By Rebecca McCarron
The concept of ranking colleges and universities is hardly new, and now parents and potential undergraduate students’ have a new means of doing so: College Scorecard. While this system, purposed by the Obama administration, does not actually rank institutions of higher education, it does permit users to rank the institutions themselves based on criteria like the school’s graduation rate, net price after financial aid, the graduates’ average pay ten years after graduating, and the percentage of alumni who pay back their college debts. The purpose of the Scorecard, according to Nick Anderson of The Washington Post, is to allow parents and students to more clearly compare potential schools, while also allowing the government to see “which schools do the best job of preparing America for success.”
However, the system and its administrators have come under criticism for several reasons. Firstly, detractors argue that the system’s data fails to take into account issues of basic statistics causing misleading results. For example, as Michael McGrady and Jason Haskins of The Washington Examiner point out “The reason UCLA looks inferior (to Golden Gate University) on paper is that most of Golden Gate University’s graduates stay in the San Francisco area… and San Francisco is one of the most expensive places in the country to live. Thus GGU’s graduates tend to bring in higher incomes.” As Anderson explains: “That single number — median earnings — is inherently limited. Some colleges focus on producing engineers, others on schoolteachers or even rabbis. Even within the same fields, salaries vary widely by geography.” So though the data offered is probably of great interest to students, the results are not necessarily an accurate representation of the information sought.
Concerns with the Scorecard are not limited to data; in addition, the critics of the program raise issue with the very concept of ranking higher education based on this kind of criteria in general. Jerry Muller, a history professor at The Catholic University of America, explains in a statement to The New York Times: “To rank the value of colleges based on the ultimate earnings of their graduates radically narrows the concept of what college is supposed to be for.” Daniel R. Poterfield, president of Franklin and Marshall College, expresses similar worries in his op-ed for The Washington Post. As he describes it, Scorecard “oversimplifies and over-emphasizes salary data that may not be predictive of future earnings and, more problematic, it fails to bring into view many beneficial aspects of the college experience, especially the value of rigorous liberal arts learning.” Overall though practically appealing, Scorecard also raises the more ethical question of just to what extent colleges could or should be ranked.
Certainly, as many liberal arts educators are quick to point out, the program fails to consider the variety and depth of courses offered, the extent of diversity on campus, or even the aptitude of services like advising. These appear to be fields in which liberal arts institutions in particular flourish, thus probably contributing to the overall lower ranking of those types of colleges and universities when users search through Scorecard.

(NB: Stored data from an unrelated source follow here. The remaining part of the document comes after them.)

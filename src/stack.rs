//! Wiring of one client instance: guard, worker, caches, queue and coherency.

use color_eyre::Result;
use std::sync::Arc;
use std::time::Duration;
use tokio::sync::{broadcast, mpsc};
use tokio::task::JoinHandle;
use tracing::{info, warn};

use crate::cache::{CacheStorage, CacheTierManager, SqliteCacheStorage};
use crate::coherency::{CoherencyMonitor, ReloadRequest, VersionSource};
use crate::config::Config;
use crate::guard::{BreakerConfig, BreakerRegistry, GuardConfig, RequestGuard, ResilientClient};
use crate::http::{FetchRequest, FetchResponse};
use crate::network::{Connectivity, Network};
use crate::queue::OfflineQueue;
use crate::worker::{Lifecycle, Worker, WorkerChannel, WorkerHandle};

pub struct ClientStack {
  connectivity: Connectivity,
  queue: OfflineQueue,
  worker: WorkerChannel,
  lifecycle: WorkerHandle,
  client: ResilientClient,
  monitor: Arc<CoherencyMonitor>,
  navigations: Option<mpsc::Sender<()>>,
  tasks: Vec<JoinHandle<()>>,
}

impl ClientStack {
  /// Open the on-disk stores named by `config` and start the worker.
  pub async fn from_config(
    config: &Config,
    network: Arc<dyn Network>,
    source: Arc<dyn VersionSource>,
    connectivity: Connectivity,
  ) -> Result<Self> {
    let storage = SqliteCacheStorage::open(&config.cache_db_path()?)?;
    let queue = OfflineQueue::open(&config.queue_db_path()?)?.with_lease_ttl(config.lease_ttl());
    let manager = CacheTierManager::new(
      storage,
      network,
      queue,
      connectivity,
      config.cache_settings()?,
    );

    Self::start(
      manager,
      config.guard.to_config(),
      config.breaker.to_config(),
      config.message_timeout(),
      source,
    )
    .await
  }

  /// Spawn the worker around `manager`, install and activate it.
  ///
  /// A failed install is logged and leaves the worker redundant; requests then
  /// go straight to the network.
  pub async fn start<S: CacheStorage + 'static>(
    manager: CacheTierManager<S>,
    guard_config: GuardConfig,
    breaker_config: BreakerConfig,
    message_timeout: Duration,
    source: Arc<dyn VersionSource>,
  ) -> Result<Self> {
    let connectivity = manager.connectivity().clone();
    let queue = manager.queue().clone();
    let (worker, lifecycle) = Worker::new(manager).spawn(message_timeout);

    match worker.install().await {
      Ok(report) => {
        let deleted = worker.activate().await?;
        info!(
          version = %report.version,
          precached = report.required + report.optional_cached,
          stale_stores = deleted.len(),
          "client stack ready"
        );
      }
      Err(e) => warn!(error = %e, "worker install failed; running without interception"),
    }

    let guard = Arc::new(RequestGuard::new(guard_config));
    let sweeper = guard.spawn_sweeper();
    let client = ResilientClient::new(
      Arc::new(worker.clone()),
      guard,
      Arc::new(BreakerRegistry::new(breaker_config)),
    );
    let monitor = Arc::new(CoherencyMonitor::new(source, worker.clone()));

    Ok(Self {
      connectivity,
      queue,
      worker,
      lifecycle,
      client,
      monitor,
      navigations: None,
      tasks: vec![sweeper],
    })
  }

  /// Start periodic coherency polling. Navigations through [`Self::fetch`]
  /// trigger an extra poll.
  pub fn watch_coherency(&mut self, interval: Duration) -> broadcast::Receiver<ReloadRequest> {
    let (tx, rx) = mpsc::channel(8);
    let reloads = self.monitor.subscribe_reloads();
    self.tasks.push(self.monitor.clone().spawn(interval, rx));
    self.navigations = Some(tx);
    reloads
  }

  /// Send a request the way the UI would.
  pub async fn fetch(&self, request: &FetchRequest) -> Result<FetchResponse> {
    if request.navigation {
      if let Some(navigations) = &self.navigations {
        // A poll already pending covers this navigation too
        let _ = navigations.try_send(());
      }
    }
    self.client.fetch(request).await
  }

  pub fn connectivity(&self) -> &Connectivity {
    &self.connectivity
  }

  pub fn queue(&self) -> &OfflineQueue {
    &self.queue
  }

  pub fn worker(&self) -> &WorkerChannel {
    &self.worker
  }

  pub fn lifecycle(&self) -> Lifecycle {
    self.lifecycle.lifecycle()
  }

  pub fn client(&self) -> &ResilientClient {
    &self.client
  }

  pub fn monitor(&self) -> &Arc<CoherencyMonitor> {
    &self.monitor
  }
}

impl Drop for ClientStack {
  fn drop(&mut self) {
    for task in &self.tasks {
      task.abort();
    }
  }
}
//! Plain request/response values passed between the guard, the worker and the network.
//!
//! The reqwest transport, the cache store and the offline queue all convert to
//! and from them.

use serde::{Deserialize, Serialize};
use serde_json::Value;
use std::collections::BTreeMap;

/// Header added to API responses that were served from the api store.
pub const SERVED_FROM_HEADER: &str = "x-served-from";

/// Header carrying the offline queue id on a queued-acceptance response.
pub const QUEUED_ID_HEADER: &str = "x-queued-request-id";

pub const CONTENT_TYPE: &str = "content-type";

/// An intercepted outbound request.
#[derive(Debug, Clone, PartialEq, Eq, Serialize, Deserialize)]
pub struct FetchRequest {
  /// Upper-case HTTP method
  pub method: String,
  /// Absolute URL
  pub url: String,
  /// Header names are stored lower-case
  pub headers: BTreeMap<String, String>,
  pub body: Option<String>,
  /// True for top-level page navigations
  #[serde(default)]
  pub navigation: bool,
}

impl FetchRequest {
  pub fn new(method: &str, url: impl Into<String>) -> Self {
    Self {
      method: method.to_ascii_uppercase(),
      url: url.into(),
      headers: BTreeMap::new(),
      body: None,
      navigation: false,
    }
  }

  pub fn get(url: impl Into<String>) -> Self {
    Self::new("GET", url)
  }

  /// A top-level page navigation.
  pub fn navigate(url: impl Into<String>) -> Self {
    Self {
      navigation: true,
      ..Self::get(url)
    }
  }

  pub fn with_header(mut self, name: &str, value: impl Into<String>) -> Self {
    self
      .headers
      .insert(name.to_ascii_lowercase(), value.into());
    self
  }

  pub fn with_body(mut self, body: impl Into<String>) -> Self {
    self.body = Some(body.into());
    self
  }

  /// JSON body with the matching content type.
  pub fn with_json(self, body: &Value) -> Self {
    self
      .with_header(CONTENT_TYPE, "application/json")
      .with_body(body.to_string())
  }

  pub fn is_get(&self) -> bool {
    self.method == "GET"
  }

  /// Whether this request changes server state and must never be answered from cache.
  pub fn is_mutation(&self) -> bool {
    !matches!(self.method.as_str(), "GET" | "HEAD" | "OPTIONS")
  }

  /// Path component of the URL, or the raw URL if it does not parse.
  pub fn path(&self) -> String {
    match url::Url::parse(&self.url) {
      Ok(parsed) => parsed.path().to_string(),
      Err(_) => self
        .url
        .split(['?', '#'])
        .next()
        .unwrap_or_default()
        .to_string(),
    }
  }
}

/// A response as seen by the page, whether it came from the network or a cache tier.
#[derive(Debug, Clone, PartialEq, Eq)]
pub struct FetchResponse {
  pub status: u16,
  pub headers: BTreeMap<String, String>,
  pub body: Vec<u8>,
}

impl FetchResponse {
  pub fn new(status: u16, body: impl Into<Vec<u8>>) -> Self {
    Self {
      status,
      headers: BTreeMap::new(),
      body: body.into(),
    }
  }

  pub fn json(status: u16, value: &Value) -> Self {
    Self::new(status, value.to_string()).with_header(CONTENT_TYPE, "application/json")
  }

  pub fn html(status: u16, document: &str) -> Self {
    Self::new(status, document).with_header(CONTENT_TYPE, "text/html; charset=utf-8")
  }

  pub fn with_header(mut self, name: &str, value: impl Into<String>) -> Self {
    self
      .headers
      .insert(name.to_ascii_lowercase(), value.into());
    self
  }

  pub fn header(&self, name: &str) -> Option<&str> {
    self
      .headers
      .get(&name.to_ascii_lowercase())
      .map(String::as_str)
  }

  /// 2xx
  pub fn is_success(&self) -> bool {
    (200..300).contains(&self.status)
  }

  pub fn is_server_error(&self) -> bool {
    self.status >= 500
  }

  /// True if this response was answered from the api store instead of the network.
  pub fn is_from_cache(&self) -> bool {
    self.header(SERVED_FROM_HEADER) == Some("cache")
  }

  /// The offline queue id when this is a queued acceptance ("accepted but not yet applied").
  pub fn queued_request_id(&self) -> Option<&str> {
    if self.status == 202 {
      self.header(QUEUED_ID_HEADER)
    } else {
      None
    }
  }

  pub fn text(&self) -> String {
    String::from_utf8_lossy(&self.body).into_owned()
  }

  pub fn json_body(&self) -> Option<Value> {
    serde_json::from_slice(&self.body).ok()
  }
}

#[cfg(test)]
mod tests {
  use super::*;
  use serde_json::json;

  #[test]
  fn test_mutation_methods() {
    assert!(FetchRequest::new("post", "http://x/api/tasks").is_mutation());
    assert!(FetchRequest::new("DELETE", "http://x/api/tasks/1").is_mutation());
    assert!(!FetchRequest::get("http://x/api/tasks").is_mutation());
    assert!(!FetchRequest::new("HEAD", "http://x/").is_mutation());
  }

  #[test]
  fn test_path_strips_query() {
    let request = FetchRequest::get("https://admin.example.com/api/tasks?page=2");
    assert_eq!(request.path(), "/api/tasks");
  }

  #[test]
  fn test_headers_are_case_insensitive() {
    let response = FetchResponse::json(200, &json!({"ok": true})).with_header("X-Served-From", "cache");
    assert!(response.is_from_cache());
    assert_eq!(response.header("Content-Type"), Some("application/json"));
  }

  #[test]
  fn test_queued_request_id_requires_202() {
    let queued = FetchResponse::new(202, "").with_header(QUEUED_ID_HEADER, "abc");
    assert_eq!(queued.queued_request_id(), Some("abc"));

    let ok = FetchResponse::new(200, "").with_header(QUEUED_ID_HEADER, "abc");
    assert_eq!(ok.queued_request_id(), None);
  }
}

To be fair it would be at least difficult if not downright impossible to quantify core qualities of a liberal arts education such as the expansive body of knowledge gained in a variety of subjects, or how that body of knowledge leads to an independent, creative minded individual more thoroughly equipped to interact with a diverse group of people. Yet, if programs like Scorecard not only do not, but cannot properly gather data to accurately represent the value of a liberal arts education where does that leave the future of the liberal arts in higher education.
Rebecca McCarron is a junior at The Catholic University of America majoring in history and minoring in Spanish. The Catholic University of America is home to the Beta of D.C. Chapter of Phi Beta Kappa.